INSTRUCTIONS FOR THE TASK:
Check every line of the entries below for "still", and copy the lines that have it.

RECORDS TO PROCESS:
+===+
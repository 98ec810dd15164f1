//! # Session manager
//!
//! [`SessionManager`] owns the local identity and key pool (through its
//! [`SessionContext`]), keeps the published pre-key pool topped up and hands
//! out one [`ActiveSession`] per peer.
//!
//! * **Initiating**: [`SessionManager::start_session`] reuses a live or
//!   stored session for the peer and otherwise resolves the peer's
//!   [`KeyCardSet`](crate::cards::KeyCardSet) through the directory.
//! * **Responding**: [`SessionManager::load_up_session`] builds a responder
//!   session from an inbound handshake.
//!
//! Directory round-trips are the only suspension points. Calls still in
//! flight when [`SessionManager::shutdown`] runs resolve to
//! [`SessionError::ManagerClosed`] and leave no trace.

use {
    crate::{
        cards::{Card, CardId, CardKind},
        context::SessionContext,
        crypto::CryptoEngine,
        directory::CardDirectory,
        error::{SessionError, SessionResult},
        key_pool::{KeyKind, PoolKey},
        session::{
            ActiveSession,
            Envelope,
            InitiatorSession,
            ResponderSession,
            SecureSession,
            SessionPhase,
        },
    },
    chrono::Utc,
    lru::LruCache,
    std::sync::{
        atomic::{AtomicBool, Ordering},
        Arc,
        Mutex,
        MutexGuard,
    },
};

pub struct SessionManager<D: CardDirectory, E: CryptoEngine> {
    directory: D,
    ctx: Arc<SessionContext<E>>,
    sessions: Mutex<LruCache<CardId, Arc<ActiveSession<E>>>>,
    ready: AtomicBool,
    closed: AtomicBool,
}

impl<D: CardDirectory, E: CryptoEngine> SessionManager<D, E> {
    pub fn new(directory: D, ctx: SessionContext<E>) -> Self {
        let capacity = ctx.conf().cache_capacity();

        Self {
            directory,
            ctx: Arc::new(ctx),
            sessions: Mutex::new(LruCache::new(capacity)),
            ready: AtomicBool::new(false),
            closed: AtomicBool::new(false),
        }
    }

    pub fn context(&self) -> &Arc<SessionContext<E>> {
        &self.ctx
    }

    pub fn directory(&self) -> &D {
        &self.directory
    }

    pub fn identity_card(&self) -> &Card {
        self.ctx.identity_card()
    }

    pub fn is_ready(&self) -> bool {
        self.ready.load(Ordering::Acquire) && !self.is_closed()
    }

    pub fn is_closed(&self) -> bool {
        self.closed.load(Ordering::Acquire)
    }

    fn sessions(&self) -> MutexGuard<'_, LruCache<CardId, Arc<ActiveSession<E>>>> {
        self.sessions.lock().unwrap_or_else(|e| e.into_inner())
    }

    fn ensure_open(&self) -> SessionResult<()> {
        if self.is_closed() {
            return Err(SessionError::ManagerClosed);
        }

        Ok(())
    }

    fn ensure_ready(&self) -> SessionResult<()> {
        self.ensure_open()?;

        if !self.ready.load(Ordering::Acquire) {
            return Err(SessionError::NotInitialized);
        }

        Ok(())
    }

    /// Check the published identity card and top up the pre-key pool.
    ///
    /// The identity card and the active one-time card count are fetched
    /// concurrently. Both must succeed before the key pool is touched.
    pub async fn initialize(&self) -> SessionResult<()> {
        self.ensure_open()?;

        let own_id = self.ctx.identity_card_id().clone();

        let (card, count) = tokio::join!(
            self.directory.fetch_card(&own_id),
            self.directory.fetch_active_one_time_count(&own_id),
        );

        // Shutdown while the lookups were in flight.
        self.ensure_open()?;

        let (card, count) = match (card, count) {
            (Ok(card), Ok(count)) => (card, count),
            (Err(card_err), Err(count_err)) => {
                return Err(SessionError::Directory(format!(
                    "{card_err:#}; {count_err:#}"
                )))
            }
            (Err(e), Ok(_)) | (Ok(_), Err(e)) => return Err(SessionError::directory(e)),
        };

        if card.public_key != self.ctx.identity_card().public_key {
            return Err(SessionError::IdentityMismatch(card.id.to_string()));
        }

        let missing = self.ctx.conf().minimum_one_time_cards.saturating_sub(count);
        self.publish_pre_keys(missing).await?;

        self.ready.store(true, Ordering::Release);

        log::info!(
            "[manager] Initialized {own_id} ({count} active one-time cards, {missing} published)"
        );

        Ok(())
    }

    /// Publish enough one-time cards to reach the configured minimum and a
    /// new long-term card when the current one aged out. Returns the number
    /// of one-time cards published.
    pub async fn replenish_keys(&self) -> SessionResult<usize> {
        self.ensure_ready()?;

        let own_id = self.ctx.identity_card_id();
        let count = self
            .directory
            .fetch_active_one_time_count(own_id)
            .await
            .map_err(SessionError::directory)?;

        self.ensure_open()?;

        let missing = self.ctx.conf().minimum_one_time_cards.saturating_sub(count);
        self.publish_pre_keys(missing).await?;

        Ok(missing)
    }

    /// Drop local pre-keys that outlived their policy. Long-term keys get
    /// one extra rotation period so handshakes still in transit can land.
    pub fn retire_expired_keys(&self) -> Vec<String> {
        let conf = self.ctx.conf();
        let retired = self.ctx.key_pool().retire_expired(
            Utc::now(),
            conf.long_term_card_ttl() * 2,
            conf.one_time_key_ttl(),
        );

        if !retired.is_empty() {
            log::info!("[manager] Retired {} expired pre-key(s)", retired.len());
        }

        retired
    }

    /// Generate `one_time` one-time keys (plus a long-term key when none is
    /// active), add them to the pool and publish their cards. On publication
    /// failure the new keys are removed again.
    async fn publish_pre_keys(&self, one_time: usize) -> SessionResult<()> {
        let now = Utc::now();
        let pool = self.ctx.key_pool();
        let needs_long_term = pool
            .active_long_term(now, self.ctx.conf().long_term_card_ttl())
            .is_none();

        let mut cards = Vec::with_capacity(one_time + 1);

        if needs_long_term {
            cards.push(self.generate_pre_key(CardKind::LongTerm)?);
        }

        for _ in 0..one_time {
            cards.push(self.generate_pre_key(CardKind::OneTime)?);
        }

        if cards.is_empty() {
            return Ok(());
        }

        let names = cards.iter().map(|c| c.id.to_string()).collect::<Vec<_>>();

        let published = self.directory.publish_cards(cards).await;

        if let Err(e) = published {
            for name in &names {
                pool.retire(name);
            }

            return Err(SessionError::directory(e));
        }

        if self.is_closed() {
            return Err(SessionError::ManagerClosed);
        }

        log::info!(
            "[manager] Published {one_time} one-time card(s){}",
            if needs_long_term {
                " and a long-term card"
            } else {
                ""
            }
        );

        Ok(())
    }

    fn generate_pre_key(&self, kind: CardKind) -> SessionResult<Card> {
        let pair = self.ctx.engine().generate_key_pair();
        let signature = self.ctx.sign(&pair.public_key)?;
        let key_kind = match kind {
            CardKind::LongTerm => KeyKind::LongTerm,
            _ => KeyKind::OneTime,
        };

        let card = Card::signed(
            kind,
            self.ctx.identity_card_id().clone(),
            pair.public_key.clone(),
            signature,
        );

        self.ctx.key_pool().insert(
            card.id.to_string(),
            PoolKey::new(key_kind, &pair.private_key, pair.public_key),
        );

        Ok(card)
    }

    /// The live session with `peer`, recovering it from the store if needed.
    /// Expired and failed sessions are treated as absent.
    pub fn active_session(&self, peer: &CardId) -> SessionResult<Option<Arc<ActiveSession<E>>>> {
        self.ensure_open()?;

        let now = Utc::now();

        {
            let mut sessions = self.sessions();

            if let Some(session) = sessions.get(peer) {
                if session.phase() == SessionPhase::Failed {
                    log::warn!("[manager] Dropping failed session with {peer}");
                } else if session.is_expired(now) {
                    log::warn!("[manager] Session with {peer} expired");
                } else {
                    return Ok(Some(Arc::clone(session)));
                }

                sessions.pop(peer);

                return Ok(None);
            }
        }

        let Some(state) = self.ctx.store().load(peer)? else {
            return Ok(None);
        };

        if state.identity.is_expired(now) {
            log::warn!("[manager] Stored session with {peer} expired");

            return Ok(None);
        }

        let session = ActiveSession::recover(Arc::clone(&self.ctx), state);
        // Recovery settles the session, a failed one is surfaced here.
        session.initialize()?;

        let session = Arc::new(session);
        self.sessions().put(peer.clone(), Arc::clone(&session));

        Ok(Some(session))
    }

    /// The session with `peer`, creating one if no usable session exists.
    pub async fn start_session(&self, peer: &CardId) -> SessionResult<Arc<ActiveSession<E>>> {
        self.ensure_ready()?;

        if let Some(session) = self.active_session(peer)? {
            return Ok(session);
        }

        self.start_new_session(peer).await
    }

    /// Resolve `peer`'s current cards and create a fresh initiator session,
    /// superseding any existing one.
    pub async fn start_new_session(&self, peer: &CardId) -> SessionResult<Arc<ActiveSession<E>>> {
        self.ensure_ready()?;

        let card_sets = self
            .directory
            .fetch_card_sets(std::slice::from_ref(peer))
            .await
            .map_err(SessionError::directory)?;

        self.ensure_open()?;

        let card_set = card_sets
            .into_iter()
            .find(|set| set.identity_id() == peer)
            .ok_or_else(|| SessionError::Directory(format!("no card set published for {peer}")))?;

        let session = Arc::new(ActiveSession::Initiator(InitiatorSession::new(
            Arc::clone(&self.ctx),
            card_set,
        )));

        if self.sessions().put(peer.clone(), Arc::clone(&session)).is_some() {
            log::info!("[manager] New session with {peer} supersedes the previous one");
        }

        Ok(session)
    }

    /// Build and initialize the responder session for an inbound handshake.
    ///
    /// A repeated delivery of the same handshake returns the existing
    /// session. A handshake whose signature does not verify invalidates the
    /// session stored for that peer.
    ///
    /// Building such a handshake needs only the initiator's public identity
    /// card. Anyone who can deliver messages can therefore force the session
    /// with that peer to be rebuilt. The forged handshake never yields a
    /// session.
    pub fn load_up_session(
        &self,
        initiator_card: &Card,
        envelope: &str,
    ) -> SessionResult<Arc<ActiveSession<E>>> {
        self.ensure_ready()?;

        let Envelope::Handshake(message) = Envelope::parse(envelope)? else {
            return Err(SessionError::Decoding(
                "expected a handshake envelope".into(),
            ));
        };

        let peer = initiator_card.id.clone();

        if let Some(existing) = self.sessions().get(&peer) {
            if existing.as_responder().is_some_and(|s| s.answers(&message)) {
                return Ok(Arc::clone(existing));
            }
        }

        let session = ResponderSession::new(Arc::clone(&self.ctx), initiator_card.clone(), message);

        match session.initialize() {
            Ok(()) => {}
            Err(SessionError::SignatureVerificationFailed) => {
                log::error!("[manager] Invalid handshake signature from {peer}");
                self.invalidate(&peer)?;

                return Err(SessionError::SignatureVerificationFailed);
            }
            Err(e) => return Err(e),
        }

        let session = Arc::new(ActiveSession::Responder(session));

        if self.sessions().put(peer.clone(), Arc::clone(&session)).is_some() {
            log::info!("[manager] Handshake from {peer} supersedes the previous session");
        }

        Ok(session)
    }

    /// Forget the session with `peer`, in memory and in the store.
    pub fn remove_session(&self, peer: &CardId) -> SessionResult<()> {
        self.ensure_open()?;
        self.invalidate(peer)
    }

    fn invalidate(&self, peer: &CardId) -> SessionResult<()> {
        self.sessions().pop(peer);
        self.ctx.store().delete(peer)?;

        log::info!("[manager] Removed session with {peer}");

        Ok(())
    }

    /// Tear down the manager. Live sessions are dropped from memory; stored
    /// state is kept.
    pub fn shutdown(&self) {
        if self.closed.swap(true, Ordering::AcqRel) {
            return;
        }

        self.sessions().clear();

        log::info!("[manager] Shut down {}", self.ctx.identity_card_id());
    }
}
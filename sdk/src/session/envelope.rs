//! Wire format of session messages.
//!
//! The first message of a session is a self-contained handshake object:
//!
//! ```json
//! {
//!   "initiator_card_id": "..",
//!   "responder_card_id": "..",
//!   "responder_lt_card_id": "..",
//!   "responder_ot_card_id": "..",
//!   "eph_public_key": "<base64>",
//!   "eph_public_key_signature": "<base64>",
//!   "salt": "<base64>",
//!   "ciphertext": "<base64>"
//! }
//! ```
//!
//! `responder_ot_card_id` is omitted when the responder had no one-time card.
//! Every later message is `{"session_id": "<hex>", "salt": .., "ciphertext": ..}`.

use {
    crate::{
        cards::CardId,
        error::{SessionError, SessionResult},
        serde_parsers::{deserialize_base64_to_bytes, serialize_bytes_to_base64},
        state::SessionId,
    },
    serde::{Deserialize, Serialize},
};

#[derive(Clone, Debug, PartialEq, Eq, Serialize, Deserialize)]
#[serde(deny_unknown_fields)]
pub struct HandshakeMessage {
    pub initiator_card_id: CardId,
    pub responder_card_id: CardId,
    pub responder_lt_card_id: CardId,
    #[serde(default, skip_serializing_if = "Option::is_none")]
    pub responder_ot_card_id: Option<CardId>,
    #[serde(
        deserialize_with = "deserialize_base64_to_bytes",
        serialize_with = "serialize_bytes_to_base64"
    )]
    pub eph_public_key: Vec<u8>,
    #[serde(
        deserialize_with = "deserialize_base64_to_bytes",
        serialize_with = "serialize_bytes_to_base64"
    )]
    pub eph_public_key_signature: Vec<u8>,
    #[serde(
        deserialize_with = "deserialize_base64_to_bytes",
        serialize_with = "serialize_bytes_to_base64"
    )]
    pub salt: Vec<u8>,
    #[serde(
        deserialize_with = "deserialize_base64_to_bytes",
        serialize_with = "serialize_bytes_to_base64"
    )]
    pub ciphertext: Vec<u8>,
}

#[derive(Clone, Debug, PartialEq, Eq, Serialize, Deserialize)]
#[serde(deny_unknown_fields)]
pub struct RegularMessage {
    pub session_id: SessionId,
    #[serde(
        deserialize_with = "deserialize_base64_to_bytes",
        serialize_with = "serialize_bytes_to_base64"
    )]
    pub salt: Vec<u8>,
    #[serde(
        deserialize_with = "deserialize_base64_to_bytes",
        serialize_with = "serialize_bytes_to_base64"
    )]
    pub ciphertext: Vec<u8>,
}

/// Any message a session can receive.
#[derive(Clone, Debug, PartialEq, Eq, Serialize, Deserialize)]
#[serde(untagged)]
pub enum Envelope {
    Handshake(HandshakeMessage),
    Regular(RegularMessage),
}

impl Envelope {
    pub fn parse(raw: &str) -> SessionResult<Self> {
        serde_json::from_str(raw)
            .map_err(|_| SessionError::Decoding("envelope is neither a handshake nor a message".into()))
    }

    pub fn to_wire(&self) -> SessionResult<String> {
        serde_json::to_string(self).map_err(|e| SessionError::Encoding(e.to_string()))
    }

    pub fn is_handshake(&self) -> bool {
        matches!(self, Envelope::Handshake(_))
    }
}

#[cfg(test)]
mod tests {
    use {super::*, assert_matches::assert_matches};

    fn handshake(ot: Option<&str>) -> HandshakeMessage {
        HandshakeMessage {
            initiator_card_id: CardId::from("alice"),
            responder_card_id: CardId::from("bob"),
            responder_lt_card_id: CardId::from("bob-lt"),
            responder_ot_card_id: ot.map(CardId::from),
            eph_public_key: vec![1; 32],
            eph_public_key_signature: vec![2; 64],
            salt: vec![3; 32],
            ciphertext: vec![4; 21],
        }
    }

    #[test]
    fn test_handshake_field_names() {
        let wire = Envelope::Handshake(handshake(Some("bob-ot"))).to_wire().unwrap();
        let value: serde_json::Value = serde_json::from_str(&wire).unwrap();
        let mut keys = value.as_object().unwrap().keys().cloned().collect::<Vec<_>>();
        keys.sort();

        assert_eq!(
            keys,
            vec![
                "ciphertext",
                "eph_public_key",
                "eph_public_key_signature",
                "initiator_card_id",
                "responder_card_id",
                "responder_lt_card_id",
                "responder_ot_card_id",
                "salt",
            ]
        );
    }

    #[test]
    fn test_handshake_without_one_time_card() {
        let wire = Envelope::Handshake(handshake(None)).to_wire().unwrap();
        assert!(!wire.contains("responder_ot_card_id"));
        assert_eq!(Envelope::parse(&wire).unwrap(), Envelope::Handshake(handshake(None)));
    }

    #[test]
    fn test_regular_message_is_not_a_handshake() {
        let msg = RegularMessage {
            session_id: SessionId([5; 32]),
            salt: vec![6; 32],
            ciphertext: vec![7; 17],
        };
        let wire = Envelope::Regular(msg.clone()).to_wire().unwrap();
        let parsed = Envelope::parse(&wire).unwrap();

        assert!(!parsed.is_handshake());
        assert_eq!(parsed, Envelope::Regular(msg));
    }

    #[test]
    fn test_malformed_envelopes() {
        assert_matches!(Envelope::parse("hello"), Err(SessionError::Decoding(_)));
        assert_matches!(
            Envelope::parse(r#"{"session_id":"00","salt":"","ciphertext":""}"#),
            Err(SessionError::Decoding(_))
        );
        assert_matches!(
            Envelope::parse(r#"{"initiator_card_id":"alice","salt":"AA==","ciphertext":"AA=="}"#),
            Err(SessionError::Decoding(_))
        );
    }
}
+===+
SOLUTION FOR THIS EXERCISE:
//! Directory round-trips are the only suspension points. Calls still in
    /// one extra rotation period so handshakes still in transit can land.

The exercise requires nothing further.